Pupi Avati, artigiano di cinema

Confeziona film ad una velocità impressionante, con ritmi di lavoro che il trascorrere degli anni ha perfino reso più incalzanti. Dall’esordio con Balsamus, nel 1968, a Il cuore grande delle ragazze, Giuseppe Avati detto Pupi vanta una filmografia di circa quaranta titoli, a cui si aggiungono alcune serie tv di grande successo. Da anni accompagna la promozione del film appena realizzato con le riprese dell’opera che seguirà, non senza aver elaborato la sceneggiatura ancora successiva... E su ogni nuovo set la “famiglia Avati” si allarga, accoglie i nuovi arrivati e non trascura gli amici di sempre, guidata dal paziente rigore di Pupi e sorretta dall’espansiva magnanimità del fratello Antonio, colonna portante della DUEA Film e indispensabile compagno d’avventura. Nel libro autobiografico Sotto le stelle di un film (Il Margine, 2008) è proprio quest’ultimo a confessare il segreto della prolificità avatiana: «Noi facciamo tanti film non perché siamo più bravi degli altri, ma perché ne abbiamo più bisogno degli altri, perché ogni nuovo film con i suoi anticipi finanziari ci permette di pagare i conti del film precedente e consente alla nostra società di vivere».

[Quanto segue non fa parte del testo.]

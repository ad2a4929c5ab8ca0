//! Error types for media-relay
//!
//! This module provides:
//! - The crate-wide [`Error`] and [`Result`] alias
//! - Stage errors for the pipeline ([`FetchError`], [`ResolutionError`], [`UploadError`])
//! - HTTP status code mapping and the JSON error body used by the API

use serde::{Deserialize, Serialize};
use std::path::PathBuf;
use thiserror::Error;
use utoipa::ToSchema;

/// Result type alias for media-relay operations
pub type Result<T> = std::result::Result<T, Error>;

/// Main error type for media-relay
#[derive(Debug, Error)]
pub enum Error {
    /// Configuration error with context about which setting is invalid
    #[error("configuration error: {message}")]
    Config {
        /// Human-readable error message describing the configuration issue
        message: String,
        /// The configuration key that caused the error (e.g., "fetcher.url")
        key: Option<String>,
    },

    /// Submitted text contained no http(s) URL
    #[error("no http or https URL found in submitted text")]
    InputRejected,

    /// Request body was missing, not JSON, or not shaped like a submission
    #[error("invalid request body: {0}")]
    InvalidBody(String),

    /// Relay is shutting down and no longer accepts submissions
    #[error("shutdown in progress: not accepting new submissions")]
    ShuttingDown,

    /// Fetch service call failed
    #[error("fetch failed: {0}")]
    Fetch(#[from] FetchError),

    /// Fetched media could not be resolved into files
    #[error("resolution failed: {0}")]
    Resolution(#[from] ResolutionError),

    /// Upload to the storage backend failed
    #[error("upload failed: {0}")]
    Upload(#[from] UploadError),

    /// I/O error
    #[error("I/O error: {0}")]
    Io(#[from] std::io::Error),

    /// Network error
    #[error("network error: {0}")]
    Network(#[from] reqwest::Error),

    /// API server error
    #[error("API server error: {0}")]
    ApiServerError(String),
}

/// Errors from the outbound call to the media-fetch service
#[derive(Debug, Error)]
pub enum FetchError {
    /// Request could not be sent or timed out
    #[error("fetch service request failed: {0}")]
    Transport(#[source] reqwest::Error),

    /// Service answered with a non-200 status
    #[error("fetch service returned status {status}")]
    Status {
        /// HTTP status code
        status: u16,
    },

    /// Response body was not the expected JSON
    #[error("fetch service response could not be decoded: {0}")]
    Decode(#[source] reqwest::Error),
}

/// Errors while turning a fetch result into on-disk resources
#[derive(Debug, Error)]
pub enum ResolutionError {
    /// Download directory could not be listed
    #[error("cannot read download directory {dir}: {source}")]
    DirectoryUnreadable {
        /// Directory that was scanned
        dir: PathBuf,
        /// Underlying I/O error
        #[source]
        source: std::io::Error,
    },

    /// No downloaded file carries the item id
    #[error("no file matching item {item_id} in {dir}")]
    NoMatchingFile {
        /// Directory that was scanned
        dir: PathBuf,
        /// Item id that was searched for
        item_id: String,
    },
}

/// Errors for a single resource upload
#[derive(Debug, Error)]
pub enum UploadError {
    /// Local file could not be read
    #[error("failed to read {path}: {source}")]
    Read {
        /// File that was read
        path: PathBuf,
        /// Underlying I/O error
        #[source]
        source: std::io::Error,
    },

    /// Request could not be sent or timed out
    #[error("upload request failed: {0}")]
    Transport(#[source] reqwest::Error),

    /// Backend answered with a non-success HTTP status
    #[error("storage backend returned status {status}")]
    Status {
        /// HTTP status code
        status: u16,
    },

    /// Response body was not the expected JSON
    #[error("storage backend response could not be decoded: {0}")]
    Decode(#[source] reqwest::Error),

    /// Backend reported a failure code in its JSON body
    #[error("storage backend rejected upload (code {code}): {message}")]
    Rejected {
        /// Backend result code
        code: i64,
        /// Backend message
        message: String,
    },
}

/// API error response format
///
/// # Example JSON Response
///
/// ```json
/// {
///   "error": {
///     "code": "input_rejected",
///     "message": "no http or https URL found in submitted text"
///   }
/// }
/// ```
#[derive(Debug, Clone, Serialize, Deserialize, ToSchema)]
pub struct ApiError {
    /// The error details
    pub error: ErrorDetail,
}

/// Detailed error information for API responses
#[derive(Debug, Clone, Serialize, Deserialize, ToSchema)]
pub struct ErrorDetail {
    /// Machine-readable error code (e.g., "input_rejected")
    pub code: String,

    /// Human-readable error message
    pub message: String,

    /// Optional additional context about the error
    #[serde(skip_serializing_if = "Option::is_none")]
    pub details: Option<serde_json::Value>,
}

impl ApiError {
    /// Create a new API error with code and message
    pub fn new(code: impl Into<String>, message: impl Into<String>) -> Self {
        Self {
            error: ErrorDetail {
                code: code.into(),
                message: message.into(),
                details: None,
            },
        }
    }

    /// Create a "not found" error
    pub fn not_found(message: impl Into<String>) -> Self {
        Self::new("not_found", message)
    }
}

/// Convert errors to HTTP status codes for API responses
pub trait ToHttpStatus {
    /// Get the HTTP status code for this error
    fn status_code(&self) -> u16;

    /// Get the machine-readable error code
    fn error_code(&self) -> &str;
}

impl ToHttpStatus for Error {
    fn status_code(&self) -> u16 {
        match self {
            // 400 Bad Request - Client error (invalid input)
            Error::Config { .. } => 400,
            Error::InputRejected => 400,
            Error::InvalidBody(_) => 400,

            // 422 Unprocessable Entity - media present but unusable
            Error::Resolution(_) => 422,

            // 500 Internal Server Error - Server-side issues
            Error::Io(_) => 500,
            Error::ApiServerError(_) => 500,

            // 502 Bad Gateway - External service errors
            Error::Fetch(_) => 502,
            Error::Upload(_) => 502,
            Error::Network(_) => 502,

            // 503 Service Unavailable
            Error::ShuttingDown => 503,
        }
    }

    fn error_code(&self) -> &str {
        match self {
            Error::Config { .. } => "config_error",
            Error::InputRejected => "input_rejected",
            Error::InvalidBody(_) => "invalid_body",
            Error::ShuttingDown => "shutting_down",
            Error::Fetch(e) => match e {
                FetchError::Transport(_) => "fetch_unreachable",
                FetchError::Status { .. } => "fetch_status",
                FetchError::Decode(_) => "fetch_decode",
            },
            Error::Resolution(e) => match e {
                ResolutionError::DirectoryUnreadable { .. } => "directory_unreadable",
                ResolutionError::NoMatchingFile { .. } => "no_matching_file",
            },
            Error::Upload(e) => match e {
                UploadError::Read { .. } => "upload_read",
                UploadError::Transport(_) => "upload_unreachable",
                UploadError::Status { .. } => "upload_status",
                UploadError::Decode(_) => "upload_decode",
                UploadError::Rejected { .. } => "upload_rejected",
            },
            Error::Io(_) => "io_error",
            Error::Network(_) => "network_error",
            Error::ApiServerError(_) => "api_server_error",
        }
    }
}

impl From<Error> for ApiError {
    fn from(error: Error) -> Self {
        let code = error.error_code().to_string();
        let message = error.to_string();

        let details = match &error {
            Error::Config { key: Some(key), .. } => Some(serde_json::json!({
                "key": key,
            })),
            Error::Fetch(FetchError::Status { status })
            | Error::Upload(UploadError::Status { status }) => Some(serde_json::json!({
                "upstream_status": status,
            })),
            Error::Resolution(ResolutionError::NoMatchingFile { dir, item_id }) => {
                Some(serde_json::json!({
                    "dir": dir,
                    "item_id": item_id,
                }))
            }
            Error::Upload(UploadError::Rejected { code, .. }) => Some(serde_json::json!({
                "backend_code": code,
            })),
            _ => None,
        };

        ApiError {
            error: ErrorDetail {
                code,
                message,
                details,
            },
        }
    }
}
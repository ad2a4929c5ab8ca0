use super::*;
use crate::relay::test_helpers::{TestRelay, create_test_relay, video_post, wait_for_terminal};
use crate::types::{Job, JobId, JobStatus};
use axum::body::Body;
use axum::http::{Request, StatusCode};
use serde_json::{Value, json};
use std::time::Duration;
use tower::ServiceExt;


/// Helper to create a router over a test relay.
/// The returned TestRelay owns the mock services and must be kept alive.
async fn create_test_app() -> (Router, Arc<MediaRelay>, TestRelay) {
    let test = create_test_relay().await;
    let relay = Arc::new(test.relay.clone());
    let app = create_router(relay.clone(), relay.get_config());
    (app, relay, test)
}

async fn body_json(response: axum::response::Response) -> Value {
    let bytes = axum::body::to_bytes(response.into_body(), usize::MAX)
        .await
        .unwrap();
    serde_json::from_slice(&bytes).unwrap()
}

fn post_json(uri: &str, body: Value) -> Request<Body> {
    Request::builder()
        .method("POST")
        .uri(uri)
        .header("Content-Type", "application/json")
        .body(Body::from(body.to_string()))
        .unwrap()
}

fn get_request(uri: &str) -> Request<Body> {
    Request::builder().uri(uri).body(Body::empty()).unwrap()
}

#[tokio::test]
async fn test_api_server_spawns_and_stops_on_signal() {
    let test = create_test_relay().await;

    let mut config = (*test.relay.get_config()).clone();
    config.server.host = "127.0.0.1".parse().unwrap();
    config.server.port = 0; // OS assigns a free port
    let config = Arc::new(config);

    let (stop_tx, stop_rx) = tokio::sync::oneshot::channel::<()>();
    let handle = tokio::spawn(serve_with_shutdown(
        Arc::new(test.relay.clone()),
        config,
        async move {
            stop_rx.await.ok();
        },
    ));

    tokio::time::sleep(Duration::from_millis(100)).await;
    stop_tx.send(()).unwrap();

    let result = tokio::time::timeout(Duration::from_secs(5), handle)
        .await
        .expect("server should stop after the shutdown signal")
        .unwrap();
    assert!(result.is_ok());
}

#[tokio::test]
async fn test_cors_preflight_uses_configured_values() {
    let (app, _relay, _test) = create_test_app().await;

    let request = Request::builder()
        .method("OPTIONS")
        .uri("/api/process")
        .header("Origin", "http://example.com")
        .header("Access-Control-Request-Method", "POST")
        .header("Access-Control-Request-Headers", "content-type")
        .body(Body::empty())
        .unwrap();

    let response = app.oneshot(request).await.unwrap();

    assert!(response.status().is_success());
    let headers = response.headers();
    assert_eq!(headers.get("access-control-allow-origin").unwrap(), "*");
    let methods = headers
        .get("access-control-allow-methods")
        .unwrap()
        .to_str()
        .unwrap();
    assert!(methods.contains("POST"), "allowed methods: {methods}");
    assert!(methods.contains("OPTIONS"), "allowed methods: {methods}");
    let allowed_headers = headers
        .get("access-control-allow-headers")
        .unwrap()
        .to_str()
        .unwrap()
        .to_ascii_lowercase();
    assert!(allowed_headers.contains("content-type"));
}

#[test]
fn test_cors_specific_origin_list() {
    let cors = crate::config::CorsConfig {
        allow_origin: "https://a.example, https://b.example".into(),
        allow_methods: "*".into(),
        allow_headers: "".into(),
    };

    // Building must not panic for explicit lists or wildcards
    let _layer = build_cors_layer(&cors);
    assert_eq!(
        split_list(&cors.allow_origin),
        ["https://a.example", "https://b.example"]
    );
    assert!(is_wildcard(&split_list(&cors.allow_methods)));
    assert!(is_wildcard(&split_list(&cors.allow_headers)));
}

#[tokio::test]
async fn test_swagger_ui_can_be_disabled() {
    let test = create_test_relay().await;
    let mut config = (*test.relay.get_config()).clone();
    config.server.swagger_ui = false;
    let app = create_router(Arc::new(test.relay.clone()), Arc::new(config));

    let response = app.oneshot(get_request("/swagger-ui")).await.unwrap();
    assert_eq!(response.status(), StatusCode::NOT_FOUND);
}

Al bolognese Pupi Avati il cinema ha offerto quel successo che la musica aveva negato, riscattando aspirazioni artistiche bersagliate dal sarcasmo provinciale e platealmente derise dalla cultura del bar. Quando, dal 1959 al 1962, suonava nella «Rheno Dixieland Band», era certo di poter diventare un grande clarinettista jazz; ma fu l’entrata nel gruppo di Lucio Dalla, con il suo umiliante talento, a stroncargli ogni ambizione. Assunto come impiegato alla Findus, trascorse nella nota azienda di surgelati il periodo meno gratificante della sua vita, benché la sicurezza economica di quegli anni gli abbia permesso di sposare l’amata Nicola Turri: nel 1966 nacque la loro prima figlia, Maria Antonia, seguita da Tommaso nel 1969 e da Alvise nel 1971. Ma in quel periodo fermentò anche il suo amore per il cinema: folgorato dalla visione di Otto e mezzo e imbattutosi, a Ferrara, nel set de La lunga notte del ’43 di Florestano Vancini, si lasciò conquistare da questa nuova infatuazione.

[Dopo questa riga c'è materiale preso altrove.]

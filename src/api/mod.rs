//! REST API server module
//!
//! Accepts submissions, answers status queries, and streams job events.

use crate::config::CorsConfig;
use crate::{Config, MediaRelay, Result};
use axum::{
    Router,
    http::{HeaderName, HeaderValue, Method},
    routing::{get, post},
};
use std::future::Future;
use std::sync::Arc;
use tokio::net::TcpListener;
use tower_http::cors::{AllowHeaders, AllowMethods, AllowOrigin, Any, CorsLayer};
use tower_http::trace::TraceLayer;
use utoipa::OpenApi;
use utoipa_swagger_ui::SwaggerUi;

pub mod error_response;
pub mod openapi;
pub mod routes;
pub mod state;

pub use openapi::ApiDoc;
pub use state::AppState;

/// Create the API router with all route definitions
///
/// # Routes
///
/// ## Jobs
/// - `POST /api/process` - Submit free text containing a URL
/// - `GET /api/task_status` - List all jobs, newest first
/// - `GET /api/task_status/:id` - Get a single job
///
/// ## System
/// - `GET /api/health` - Health check
/// - `GET /api/config` - Current config (storage token redacted)
/// - `GET /api/openapi.json` - OpenAPI specification
/// - `GET /api/events` - Server-sent events stream
/// - `GET /swagger-ui` - Interactive Swagger UI documentation (if enabled)
pub fn create_router(relay: Arc<MediaRelay>, config: Arc<Config>) -> Router {
    let state = AppState::new(relay, config.clone());

    let router = Router::new()
        // Jobs
        .route("/api/process", post(routes::submit_job))
        .route("/api/task_status", get(routes::list_jobs))
        .route("/api/task_status/:id", get(routes::get_job))
        // System
        .route("/api/health", get(routes::health_check))
        .route("/api/config", get(routes::get_config))
        .route("/api/openapi.json", get(routes::openapi_spec))
        .route("/api/events", get(routes::event_stream));

    // SwaggerUi registers its own spec route, so it must not collide with /api/openapi.json
    let router = if config.server.swagger_ui {
        router.merge(SwaggerUi::new("/swagger-ui").url("/api-docs/openapi.json", ApiDoc::openapi()))
    } else {
        router
    };

    router
        .with_state(state)
        .layer(build_cors_layer(&config.cors))
        .layer(TraceLayer::new_for_http())
}

/// Build a CORS layer from the configured header values
///
/// Each field is a comma-separated list as it would appear in the response
/// header; `*` (or an empty list) allows anything.
fn build_cors_layer(cors: &CorsConfig) -> CorsLayer {
    let origins = split_list(&cors.allow_origin);
    let allow_origin = if is_wildcard(&origins) {
        AllowOrigin::from(Any)
    } else {
        AllowOrigin::list(origins.iter().filter_map(|o| o.parse::<HeaderValue>().ok()))
    };

    let methods = split_list(&cors.allow_methods);
    let allow_methods = if is_wildcard(&methods) {
        AllowMethods::from(Any)
    } else {
        AllowMethods::list(methods.iter().filter_map(|m| m.parse::<Method>().ok()))
    };

    let headers = split_list(&cors.allow_headers);
    let allow_headers = if is_wildcard(&headers) {
        AllowHeaders::from(Any)
    } else {
        AllowHeaders::list(headers.iter().filter_map(|h| h.parse::<HeaderName>().ok()))
    };

    CorsLayer::new()
        .allow_origin(allow_origin)
        .allow_methods(allow_methods)
        .allow_headers(allow_headers)
}

fn split_list(value: &str) -> Vec<&str> {
    value
        .split(',')
        .map(str::trim)
        .filter(|item| !item.is_empty())
        .collect()
}

fn is_wildcard(items: &[&str]) -> bool {
    items.is_empty() || items.contains(&"*")
}

/// Start the API server on the configured bind address.
///
/// Runs until the server fails or the task is dropped. See
/// [`serve_with_shutdown`] for a server that stops on a signal.
///
/// # Example
///
/// ```no_run
/// use media_relay::{Config, MediaRelay};
/// use std::sync::Arc;
///
/// # async fn example() -> Result<(), Box<dyn std::error::Error>> {
/// let config = Arc::new(Config::default());
/// let relay = Arc::new(MediaRelay::new((*config).clone())?);
///
/// // Start API server (blocks until shutdown)
/// media_relay::api::start_api_server(relay, config).await?;
/// # Ok(())
/// # }
/// ```
pub async fn start_api_server(relay: Arc<MediaRelay>, config: Arc<Config>) -> Result<()> {
    serve_with_shutdown(relay, config, std::future::pending::<()>()).await
}

/// Start the API server and stop accepting connections once `shutdown` completes.
///
/// Requests already in progress are allowed to finish.
pub async fn serve_with_shutdown<F>(
    relay: Arc<MediaRelay>,
    config: Arc<Config>,
    shutdown: F,
) -> Result<()>
where
    F: Future<Output = ()> + Send + 'static,
{
    let bind_address = config.server.bind_address();

    tracing::info!(
        address = %bind_address,
        "Starting API server"
    );

    let app = create_router(relay, config);

    let listener = TcpListener::bind(bind_address)
        .await
        .map_err(crate::error::Error::Io)?;

    tracing::info!(
        address = %bind_address,
        "API server listening"
    );

    axum::serve(listener, app)
        .with_graceful_shutdown(shutdown)
        .await
        .map_err(|e| crate::error::Error::ApiServerError(e.to_string()))?;

    tracing::info!("API server stopped");
    Ok(())
}

// unwrap/expect are acceptable in tests for concise failure-on-error assertions
#[allow(clippy::unwrap_used, clippy::expect_used)]
#[cfg(test)]
mod tests;
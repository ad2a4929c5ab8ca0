//! Upload dispatch to the storage backend
//!
//! Each resource is sent as its own `PUT` with the raw file bytes as the body
//! and the destination carried in headers. Resources are uploaded one after
//! another; a failing resource is recorded and the batch moves on.

use crate::config::StorageConfig;
use crate::error::UploadError;
use crate::types::{Resource, UploadOutcome, UploadReport};
use reqwest::header::{AUTHORIZATION, CONTENT_LENGTH, CONTENT_TYPE};
use serde::Deserialize;

/// Header carrying the destination path on the backend
pub const FILE_PATH_HEADER: &str = "File-Path";

/// Header asking the backend to store the file as a background task
pub const AS_TASK_HEADER: &str = "As-Task";

/// Result code the backend uses for success
const BACKEND_OK: i64 = 200;

#[derive(Debug, Deserialize)]
struct PutResponse {
    code: i64,
    #[serde(default)]
    message: String,
    #[serde(default)]
    data: Option<PutData>,
}

#[derive(Debug, Deserialize)]
struct PutData {
    #[serde(default)]
    task: Option<PutTask>,
}

#[derive(Debug, Deserialize)]
struct PutTask {
    #[serde(default)]
    id: String,
}

/// Uploads resources to the storage backend
#[derive(Clone, Debug)]
pub struct StorageClient {
    client: reqwest::Client,
    config: StorageConfig,
}

impl StorageClient {
    /// Create a client sharing the given connection pool
    pub fn new(client: reqwest::Client, config: StorageConfig) -> Self {
        Self { client, config }
    }

    /// Destination path for a file name: upload prefix + percent-encoded name
    pub fn destination(&self, file_name: &str) -> String {
        format!(
            "{}/{}",
            self.config.upload_path.trim_end_matches('/'),
            urlencoding::encode(file_name)
        )
    }

    /// Upload every resource in order and aggregate the outcomes
    pub async fn upload_all(&self, resources: &[Resource]) -> UploadReport {
        let mut outcomes = Vec::with_capacity(resources.len());

        for resource in resources {
            let outcome = match self.upload(resource).await {
                Ok(task_id) => {
                    tracing::debug!(file = %resource.file_name, task_id = ?task_id, "resource uploaded");
                    UploadOutcome::succeeded(task_id)
                }
                Err(e) => {
                    tracing::warn!(file = %resource.file_name, error = %e, "resource upload failed");
                    UploadOutcome::failed(e)
                }
            };
            outcomes.push(outcome);
        }

        UploadReport::new(outcomes)
    }

    /// Upload a single resource, returning the backend's task id if it queued one
    pub async fn upload(&self, resource: &Resource) -> Result<Option<String>, UploadError> {
        let bytes = tokio::fs::read(&resource.file_path)
            .await
            .map_err(|source| UploadError::Read {
                path: resource.file_path.clone(),
                source,
            })?;
        let length = bytes.len();

        let response = self
            .client
            .put(&self.config.url)
            .header(AUTHORIZATION, &self.config.token)
            .header(FILE_PATH_HEADER, self.destination(&resource.file_name))
            .header(AS_TASK_HEADER, self.config.as_task.to_string())
            .header(CONTENT_TYPE, "application/octet-stream")
            .header(CONTENT_LENGTH, length)
            .body(bytes)
            .timeout(self.config.timeout)
            .send()
            .await
            .map_err(UploadError::Transport)?;

        let status = response.status();
        if !status.is_success() {
            return Err(UploadError::Status {
                status: status.as_u16(),
            });
        }

        let body: PutResponse = response.json().await.map_err(UploadError::Decode)?;
        if body.code != BACKEND_OK {
            return Err(UploadError::Rejected {
                code: body.code,
                message: body.message,
            });
        }

        Ok(body
            .data
            .and_then(|d| d.task)
            .map(|t| t.id)
            .filter(|id| !id.is_empty()))
    }
}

Nel 1966 diresse uno spettacolo musicale che fu inscenato al Teatro Duse di Bologna; poi la sua amicizia con il jazzista Romano Mussolini gli permise di lavorare come aiuto regista in Satanik (1968) di Piero Vivarelli. La sceneggiatura del suo primo film venne sottoposta a tutti i produttori dell’epoca, finchè un anonimo industriale accettò di finanziarne la realizzazione: Balsamus, l’uomo di Satana, con protagonista Bob Tonelli, poté faticosamente comparire sulle scene, regalando ad Avati almeno l’attenzione della critica. Dopo il fallimento del film che seguì, Thomas…Gli indemoniati (1969), decise di trasferirsi a Roma, dove la madre Ines gestiva una piccola pensione. Malgrado le molte difficoltà economiche, fu proprio il nuovo clima a infondergli fiducia: libero dal timore di essere additato come un fallito, poté entrare a far parte del salotto di Laura Betti – un ambiente che presto avrebbe abbandonato – e conoscere meglio il mondo del cinema. Collaborò infatti alla sceneggiatura dell’ultimo film di Pasolini, Salò o le 120 giornate di Sodoma (1975), nell’attesa di portare a termine un proprio progetto.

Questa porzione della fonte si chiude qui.